"""

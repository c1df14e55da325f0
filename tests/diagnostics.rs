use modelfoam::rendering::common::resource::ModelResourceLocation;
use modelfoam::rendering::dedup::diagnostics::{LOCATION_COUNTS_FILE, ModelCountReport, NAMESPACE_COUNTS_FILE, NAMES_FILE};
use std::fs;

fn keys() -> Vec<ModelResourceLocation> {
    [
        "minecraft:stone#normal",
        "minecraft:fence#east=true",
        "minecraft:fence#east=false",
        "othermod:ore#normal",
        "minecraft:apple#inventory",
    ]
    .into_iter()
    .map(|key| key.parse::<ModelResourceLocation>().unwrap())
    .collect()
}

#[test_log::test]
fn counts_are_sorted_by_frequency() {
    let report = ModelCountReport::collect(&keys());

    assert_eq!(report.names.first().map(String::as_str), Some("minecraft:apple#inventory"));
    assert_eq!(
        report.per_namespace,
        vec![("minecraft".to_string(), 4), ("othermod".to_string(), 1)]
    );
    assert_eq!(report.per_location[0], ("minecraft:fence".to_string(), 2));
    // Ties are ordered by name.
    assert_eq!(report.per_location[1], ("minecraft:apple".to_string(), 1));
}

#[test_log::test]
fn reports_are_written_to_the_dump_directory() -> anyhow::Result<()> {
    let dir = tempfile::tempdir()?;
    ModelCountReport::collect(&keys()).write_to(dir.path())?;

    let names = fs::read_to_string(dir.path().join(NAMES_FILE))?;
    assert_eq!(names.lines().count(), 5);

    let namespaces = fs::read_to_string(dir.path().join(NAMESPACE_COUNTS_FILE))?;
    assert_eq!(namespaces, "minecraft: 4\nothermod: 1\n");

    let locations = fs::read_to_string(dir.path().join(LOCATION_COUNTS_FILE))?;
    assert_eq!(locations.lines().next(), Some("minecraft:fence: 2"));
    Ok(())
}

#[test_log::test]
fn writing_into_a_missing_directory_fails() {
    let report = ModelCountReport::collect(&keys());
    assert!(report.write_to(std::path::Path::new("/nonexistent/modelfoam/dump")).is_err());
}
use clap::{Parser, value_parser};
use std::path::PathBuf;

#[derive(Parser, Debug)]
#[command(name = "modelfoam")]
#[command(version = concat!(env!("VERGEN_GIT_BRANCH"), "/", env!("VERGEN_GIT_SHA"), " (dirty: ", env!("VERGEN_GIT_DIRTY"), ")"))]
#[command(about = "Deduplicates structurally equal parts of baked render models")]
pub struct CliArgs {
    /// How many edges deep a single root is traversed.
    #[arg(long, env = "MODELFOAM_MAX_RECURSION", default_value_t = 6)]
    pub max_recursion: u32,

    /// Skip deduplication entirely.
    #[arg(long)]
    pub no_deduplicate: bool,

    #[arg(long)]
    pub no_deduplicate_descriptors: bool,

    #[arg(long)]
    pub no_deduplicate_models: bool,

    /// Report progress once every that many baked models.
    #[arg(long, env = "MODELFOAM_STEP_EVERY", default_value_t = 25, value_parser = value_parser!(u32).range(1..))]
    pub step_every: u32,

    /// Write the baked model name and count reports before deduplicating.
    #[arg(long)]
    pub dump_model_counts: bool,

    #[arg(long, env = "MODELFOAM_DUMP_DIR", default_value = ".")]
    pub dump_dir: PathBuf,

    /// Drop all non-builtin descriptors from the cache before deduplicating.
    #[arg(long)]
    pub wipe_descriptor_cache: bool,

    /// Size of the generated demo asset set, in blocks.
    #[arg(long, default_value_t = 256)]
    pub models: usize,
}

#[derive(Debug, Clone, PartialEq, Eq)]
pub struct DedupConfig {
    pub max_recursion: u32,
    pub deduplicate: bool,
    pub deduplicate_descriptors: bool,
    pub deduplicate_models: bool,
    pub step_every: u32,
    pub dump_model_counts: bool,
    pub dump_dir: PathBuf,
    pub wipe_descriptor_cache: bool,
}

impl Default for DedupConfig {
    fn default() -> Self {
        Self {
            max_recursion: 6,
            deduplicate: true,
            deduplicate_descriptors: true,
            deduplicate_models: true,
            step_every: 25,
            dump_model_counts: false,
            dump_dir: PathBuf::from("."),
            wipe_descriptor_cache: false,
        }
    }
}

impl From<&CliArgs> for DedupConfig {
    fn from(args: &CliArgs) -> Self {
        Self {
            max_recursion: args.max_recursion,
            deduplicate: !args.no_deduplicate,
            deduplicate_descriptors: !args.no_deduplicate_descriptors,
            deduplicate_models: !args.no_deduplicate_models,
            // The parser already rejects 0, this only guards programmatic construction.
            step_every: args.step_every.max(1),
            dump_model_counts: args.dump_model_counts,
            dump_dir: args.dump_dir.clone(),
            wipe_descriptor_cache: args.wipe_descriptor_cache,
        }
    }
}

"""

## TASK DESCRIPTION
Copy the records above, keeping every word the same.

## RESULT OF THIS TASK
repository c1df14e55da325f0
filename tests/diagnostics.rs
use modelfoam::rendering::common::resource::ModelResourceLocation;
use modelfoam::rendering::dedup::diagnostics::{LOCATION_COUNTS_FILE, ModelCountReport, NAMESPACE_COUNTS_FILE, NAMES_FILE};
use std::fs;

fn keys() -> Vec<ModelResourceLocation> {
    [
        "minecraft:stone#normal",
        "minecraft:fence#east=true",
        "minecraft:fence#east=false",
        "othermod:ore#normal",
        "minecraft:apple#inventory",
    ]
    .into_iter()
    .map(|key| key.parse::<ModelResourceLocation>().unwrap())
    .collect()
}

#[test_log::test]
fn counts_are_sorted_by_frequency() {
    let report = ModelCountReport::collect(&keys());

    assert_eq!(report.names.first().map(String::as_str), Some("minecraft:apple#inventory"));
    assert_eq!(
        report.per_namespace,
        vec![("minecraft".to_string(), 4), ("othermod".to_string(), 1)]
    );
    assert_eq!(report.per_location[0], ("minecraft:fence".to_string(), 2));
    // Ties are ordered by name.
    assert_eq!(report.per_location[1], ("minecraft:apple".to_string(), 1));
}

#[test_log::test]
fn reports_are_written_to_the_dump_directory() -> anyhow::Result<()> {
    let dir = tempfile::tempdir()?;
    ModelCountReport::collect(&keys()).write_to(dir.path())?;

    let names = fs::read_to_string(dir.path().join(NAMES_FILE))?;
    assert_eq!(names.lines().count(), 5);

    let namespaces = fs::read_to_string(dir.path().join(NAMESPACE_COUNTS_FILE))?;
    assert_eq!(namespaces, "minecraft: 4\nothermod: 1\n");

    let locations = fs::read_to_string(dir.path().join(LOCATION_COUNTS_FILE))?;
    assert_eq!(locations.lines().next(), Some("minecraft:fence: 2"));
    Ok(())
}

#[test_log::test]
fn writing_into_a_missing_directory_fails() {
    let report = ModelCountReport::collect(&keys());
    assert!(report.write_to(std::path::Path::new("/nonexistent/modelfoam/dump")).is_err());
}
use clap::{Parser, value_parser};
use std::path::PathBuf;

#[derive(Parser, Debug)]
#[command(name = "modelfoam")]
#[command(version = concat!(env!("VERGEN_GIT_BRANCH"), "/", env!("VERGEN_GIT_SHA"), " (dirty: ", env!("VERGEN_GIT_DIRTY"), ")"))]
#[command(about = "Deduplicates structurally equal parts of baked render models")]
pub struct CliArgs {
    /// How many edges deep a single root is traversed.
    #[arg(long, env = "MODELFOAM_MAX_RECURSION", default_value_t = 6)]
    pub max_recursion: u32,

    /// Skip deduplication entirely.
    #[arg(long)]
    pub no_deduplicate: bool,

    #[arg(long)]
    pub no_deduplicate_descriptors: bool,

    #[arg(long)]
    pub no_deduplicate_models: bool,

    /// Report progress once every that many baked models.
    #[arg(long, env = "MODELFOAM_STEP_EVERY", default_value_t = 25, value_parser = value_parser!(u32).range(1..))]
    pub step_every: u32,

    /// Write the baked model name and count reports before deduplicating.
    #[arg(long)]
    pub dump_model_counts: bool,

    #[arg(long, env = "MODELFOAM_DUMP_DIR", default_value = ".")]
    pub dump_dir: PathBuf,

    /// Drop all non-builtin descriptors from the cache before deduplicating.
    #[arg(long)]
    pub wipe_descriptor_cache: bool,

    /// Size of the generated demo asset set, in blocks.
    #[arg(long, default_value_t = 256)]
    pub models: usize,
}

#[derive(Debug, Clone, PartialEq, Eq)]
pub struct DedupConfig {
    pub max_recursion: u32,
    pub deduplicate: bool,
    pub deduplicate_descriptors: bool,
    pub deduplicate_models: bool,
    pub step_every: u32,
    pub dump_model_counts: bool,
    pub dump_dir: PathBuf,
    pub wipe_descriptor_cache: bool,
}

impl Default for DedupConfig {
    fn default() -> Self {
        Self {
            max_recursion: 6,
            deduplicate: true,
            deduplicate_descriptors: true,
            deduplicate_models: true,
            step_every: 25,
            dump_model_counts: false,
            dump_dir: PathBuf::from("."),
            wipe_descriptor_cache: false,
        }
    }
}

impl From<&CliArgs> for DedupConfig {
    fn from(args: &CliArgs) -> Self {
        Self {
            max_recursion: args.max_recursion,
            deduplicate: !args.no_deduplicate,
            deduplicate_descriptors: !args.no_deduplicate_descriptors,
            deduplicate_models: !args.no_deduplicate_models,
            // The parser already rejects 0, this only guards programmatic construction.
            step_every: args.step_every.max(1),
            dump_model_counts: args.dump_model_counts,
            dump_dir: args.dump_dir.clone(),
            wipe_descriptor_cache: args.wipe_descriptor_cache,
        }
    }
}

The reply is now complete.